Start of RECORDED DATA

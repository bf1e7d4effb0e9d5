use burn::{
    nn::{
        loss::BinaryCrossEntropyLossConfig,
        Embedding, EmbeddingConfig,
        Linear, LinearConfig,
    },
    prelude::*,
    tensor::activation::{relu, sigmoid},
};

use crate::data::assembler::FeatureEncoding;
use crate::data::batcher::ModelInput;

// NOTE: #[derive(Config)] already generates Clone and Serialize/Deserialize
// internally — do NOT add them again or you get conflicting impls.
#[derive(Config, Debug)]
pub struct SpamClassifierConfig {
    /// Feature layout produced by the assembler
    pub encoding:      FeatureEncoding,
    /// Feature width: vocabulary length + the padding id
    pub vocab_size:    usize,
    /// Positions per document (L)
    pub seq_len:       usize,
    #[config(default = 16)]
    pub embedding_dim: usize,
    #[config(default = 16)]
    pub hidden_units:  usize,
}

impl SpamClassifierConfig {
    /// Number of values the hidden layer sees per document.
    pub fn input_width(&self) -> usize {
        match self.encoding {
            FeatureEncoding::Index  => self.seq_len * self.embedding_dim,
            FeatureEncoding::Scalar => self.seq_len,
            FeatureEncoding::OneHot => self.seq_len * self.vocab_size,
        }
    }

    pub fn init<B: Backend>(&self, device: &B::Device) -> SpamClassifier<B> {
        let embedding = match self.encoding {
            FeatureEncoding::Index => {
                Some(EmbeddingConfig::new(self.vocab_size, self.embedding_dim).init(device))
            }
            FeatureEncoding::Scalar | FeatureEncoding::OneHot => None,
        };
        let hidden = LinearConfig::new(self.input_width(), self.hidden_units).init(device);
        let output = LinearConfig::new(self.hidden_units, 1).init(device);
        SpamClassifier { embedding, hidden, output }
    }
}

/// embedding/flatten → dense(relu) → dense(1) → sigmoid
#[derive(Module, Debug)]
pub struct SpamClassifier<B: Backend> {
    pub embedding: Option<Embedding<B>>,
    pub hidden:    Linear<B>,
    pub output:    Linear<B>,
}

impl<B: Backend> SpamClassifier<B> {
    /// inputs: [batch, width] → logits: [batch, 1]
    pub fn forward(&self, inputs: ModelInput<B>) -> Tensor<B, 2> {
        let x = match (inputs, &self.embedding) {
            // [batch, L] → [batch, L, E] → [batch, L * E]
            (ModelInput::Ids(ids), Some(embedding)) => embedding.forward(ids).flatten::<2>(1, 2),
            (ModelInput::Ids(ids), None)            => ids.float(),
            (ModelInput::Scalars(x), _)             => x,
        };
        let x = relu(self.hidden.forward(x));
        self.output.forward(x)
    }

    /// Spam probability per document, shape [batch].
    pub fn predict_proba(&self, inputs: ModelInput<B>) -> Tensor<B, 1> {
        sigmoid(self.forward(inputs)).flatten::<1>(0, 1)
    }

    /// Binary cross-entropy on logits, plus the probabilities for metrics.
    pub fn forward_loss(
        &self,
        inputs:  ModelInput<B>,
        targets: Tensor<B, 1, Int>,
    ) -> (Tensor<B, 1>, Tensor<B, 1>) {
        let logits = self.forward(inputs).flatten::<1>(0, 1);
        let bce = BinaryCrossEntropyLossConfig::new()
            .with_logits(true)
            .init(&logits.device());
        let loss = bce.forward(logits.clone(), targets);
        (loss, sigmoid(logits))
    }
}
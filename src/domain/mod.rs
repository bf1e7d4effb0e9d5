// ============================================================
// Layer 3 — Domain Layer
// ============================================================
// Pure Rust structs, enums and traits that define the core
// concepts of the classifier.
//
// Rules for this layer:
//   - NO Burn framework types allowed here
//   - NO file I/O
//   - Only plain Rust structs, enums, and traits
//
// Reference: Rust Book §5 (Structs), §6 (Enums), §10 (Traits)

// One labelled SMS row and its label
pub mod record;

// The spam/ham verdict and the threshold rule that produces it
pub mod verdict;

// The error taxonomy shared by every stage of the pipeline
pub mod error;

// Core abstractions (traits) that other layers implement
pub mod traits;
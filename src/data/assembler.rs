// ============================================================
// Layer 4 — Tensor Assembler
// ============================================================
// Stacks padded documents into one rectangular feature batch
// and the matching (N, 1) label batch.
//
// Feature ids:
//   real token at vocabulary index i → feature id i + 1
//   padding position                 → feature id 0
//
// Feature id 0 is reserved for padding only, and `vocab_size`
// below is the full feature width (vocabulary length + 1).
//
// Three layouts are supported:
//
//   Index   (N, L)             raw feature ids, fed to an
//                              embedding layer, no normalisation
//   Scalar  (N, L)             ids / (vocab_size - 1), so every
//                              value lies in [0, 1]
//   OneHot  (N, L, vocab_size) one hot cell per position, scaled
//                              by 1 / (vocab_size - 1) like
//                              Scalar; N × L × V floats, only
//                              viable for small V
//
// The batch is plain Rust data. Layer 5 turns it into tensors.

use serde::{Deserialize, Serialize};

use crate::data::padder::PaddedSequence;
use crate::domain::error::{PipelineError, Result};
use crate::domain::record::Label;

/// Feature id written for padded positions.
pub const PAD_FEATURE_ID: u32 = 0;

/// How padded sequences are laid out for the model.
#[derive(Debug, Clone, Copy, PartialEq, Eq, Default, Serialize, Deserialize)]
#[serde(rename_all = "kebab-case")]
pub enum FeatureEncoding {
    /// Integer ids for an embedding lookup
    #[default]
    Index,
    /// Normalised scalar ids for a dense input layer
    Scalar,
    /// One-hot rows per position
    OneHot,
}

/// Feature storage: integer ids or floats, row-major.
#[derive(Debug, Clone, PartialEq)]
pub enum FeatureValues {
    Ids(Vec<u32>),
    Scalars(Vec<f32>),
}

/// A rectangular batch of features.
#[derive(Debug, Clone, PartialEq)]
pub struct FeatureBatch {
    encoding: FeatureEncoding,
    /// (N, L) or (N, L, V)
    shape:    Vec<usize>,
    values:   FeatureValues,
}

impl FeatureBatch {
    pub fn encoding(&self) -> FeatureEncoding {
        self.encoding
    }

    pub fn shape(&self) -> &[usize] {
        &self.shape
    }

    pub fn values(&self) -> &FeatureValues {
        &self.values
    }

    /// Number of documents (first dimension).
    pub fn rows(&self) -> usize {
        self.shape[0]
    }

    /// Values per document once any trailing dimensions are flattened.
    pub fn row_width(&self) -> usize {
        self.shape[1..].iter().product()
    }

    /// Split into one flattened feature row per document.
    pub fn into_rows(self) -> Vec<FeatureRow> {
        let width = self.row_width();
        if width == 0 {
            return Vec::new();
        }
        match self.values {
            FeatureValues::Ids(ids) => ids
                .chunks(width)
                .map(|c| FeatureRow::Ids(c.to_vec()))
                .collect(),
            FeatureValues::Scalars(xs) => xs
                .chunks(width)
                .map(|c| FeatureRow::Scalars(c.to_vec()))
                .collect(),
        }
    }
}

/// The flattened features of one document.
#[derive(Debug, Clone, PartialEq)]
pub enum FeatureRow {
    Ids(Vec<u32>),
    Scalars(Vec<f32>),
}

/// Labels as training targets, shape (N, 1).
#[derive(Debug, Clone, PartialEq, Eq)]
pub struct LabelBatch {
    values: Vec<u8>,
}

impl LabelBatch {
    pub fn shape(&self) -> [usize; 2] {
        [self.values.len(), 1]
    }

    pub fn values(&self) -> &[u8] {
        &self.values
    }

    /// Row-per-label view, e.g. `[[1], [0]]`.
    pub fn to_rows(&self) -> Vec<[u8; 1]> {
        self.values.iter().map(|&v| [v]).collect()
    }
}

// ─── TensorAssembler ──────────────────────────────────────────────────────────
#[derive(Debug, Clone, Copy, Default)]
pub struct TensorAssembler {
    encoding: FeatureEncoding,
}

impl TensorAssembler {
    pub fn new(encoding: FeatureEncoding) -> Self {
        Self { encoding }
    }

    pub fn encoding(&self) -> FeatureEncoding {
        self.encoding
    }

    /// Assemble a training batch.
    ///
    /// Fails with `ShapeMismatch` when the number of sequences and
    /// labels differ, or when the sequences are not all the same length.
    pub fn assemble(
        &self,
        padded:     &[PaddedSequence],
        labels:     &[Label],
        vocab_size: usize,
    ) -> Result<(FeatureBatch, LabelBatch)> {
        if padded.len() != labels.len() {
            return Err(PipelineError::ShapeMismatch {
                context:  "feature/label count",
                expected: padded.len(),
                actual:   labels.len(),
            });
        }

        let features = self.assemble_features(padded, vocab_size)?;
        let labels   = LabelBatch {
            values: labels.iter().map(|l| l.as_target()).collect(),
        };

        tracing::debug!(
            "Assembled feature batch {:?} and label batch {:?}",
            features.shape(),
            labels.shape()
        );
        Ok((features, labels))
    }

    /// Assemble features only, as needed at inference time.
    pub fn assemble_features(
        &self,
        padded:     &[PaddedSequence],
        vocab_size: usize,
    ) -> Result<FeatureBatch> {
        if vocab_size < 2 {
            return Err(PipelineError::InvalidConfiguration(format!(
                "feature width must cover padding and at least one token, got {vocab_size}"
            )));
        }

        let n       = padded.len();
        let seq_len = padded.first().map(PaddedSequence::len).unwrap_or(0);

        let mut ids = Vec::with_capacity(n * seq_len);
        for seq in padded {
            if seq.len() != seq_len {
                return Err(PipelineError::ShapeMismatch {
                    context:  "padded sequence length",
                    expected: seq_len,
                    actual:   seq.len(),
                });
            }
            for (&index, real) in seq.ids().iter().zip(seq.attention_mask()) {
                ids.push(feature_id(index, real == 1, vocab_size)?);
            }
        }

        let batch = match self.encoding {
            FeatureEncoding::Index => FeatureBatch {
                encoding: self.encoding,
                shape:    vec![n, seq_len],
                values:   FeatureValues::Ids(ids),
            },
            FeatureEncoding::Scalar => {
                let mut xs: Vec<f32> = ids.iter().map(|&id| id as f32).collect();
                normalize(&mut xs, vocab_size);
                FeatureBatch {
                    encoding: self.encoding,
                    shape:    vec![n, seq_len],
                    values:   FeatureValues::Scalars(xs),
                }
            }
            FeatureEncoding::OneHot => {
                let mut xs = vec![0.0f32; n * seq_len * vocab_size];
                for (slot, &id) in ids.iter().enumerate() {
                    xs[slot * vocab_size + id as usize] = 1.0;
                }
                normalize(&mut xs, vocab_size);
                FeatureBatch {
                    encoding: self.encoding,
                    shape:    vec![n, seq_len, vocab_size],
                    values:   FeatureValues::Scalars(xs),
                }
            }
        };

        Ok(batch)
    }
}

/// Shift a real vocabulary index past the padding id, or emit the
/// padding id for padded positions.
fn feature_id(index: u32, real: bool, vocab_size: usize) -> Result<u32> {
    if !real {
        return Ok(PAD_FEATURE_ID);
    }
    let id = index.checked_add(1).ok_or(PipelineError::ShapeMismatch {
        context:  "feature id range",
        expected: vocab_size - 1,
        actual:   index as usize,
    })?;
    if id as usize >= vocab_size {
        return Err(PipelineError::ShapeMismatch {
            context:  "feature id range",
            expected: vocab_size - 1,
            actual:   id as usize,
        });
    }
    Ok(id)
}

/// Divide every value by `vocab_size - 1`, mapping ids onto [0, 1].
fn normalize(values: &mut [f32], vocab_size: usize) {
    let scale = (vocab_size - 1) as f32;
    for v in values.iter_mut() {
        *v /= scale;
    }
}
// ============================================================
// Layer 4 — Train/Validation Splitter
// ============================================================
// Shuffles items and splits them into two sets:
//   - Training set:   used to update model weights
//   - Validation set: used to measure loss/accuracy on
//                     documents the optimiser never sees
//
// The shuffle is seeded so a run is reproducible.
//
// Reference: Rust Book §8 (Vectors)
//            rand crate documentation

use rand::{rngs::StdRng, seq::SliceRandom, SeedableRng};

/// Shuffle `samples` with `seed` and split into (train, validation).
///
/// # Arguments
/// * `samples`        - All available samples (consumed by this function)
/// * `train_fraction` - Proportion for training, e.g. 0.8 = 80%
/// * `seed`           - Shuffle seed
pub fn split_train_val<T>(
    mut samples:    Vec<T>,
    train_fraction: f64,
    seed:           u64,
) -> (Vec<T>, Vec<T>) {
    let mut rng = StdRng::seed_from_u64(seed);
    samples.shuffle(&mut rng);

    let total    = samples.len();
    let split_at = ((total as f64) * train_fraction).round() as usize;
    let split_at = split_at.min(total);

    // After this: samples = [0..split_at], val = [split_at..total]
    let val = samples.split_off(split_at);

    tracing::debug!(
        "Dataset split: {} training, {} validation",
        samples.len(),
        val.len(),
    );

    (samples, val)
}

End of RECORDED DATA

EXERCISE:
Report the count of lines in the entries that contain the string "every", and nothing besides it.

FINAL ANSWER:
3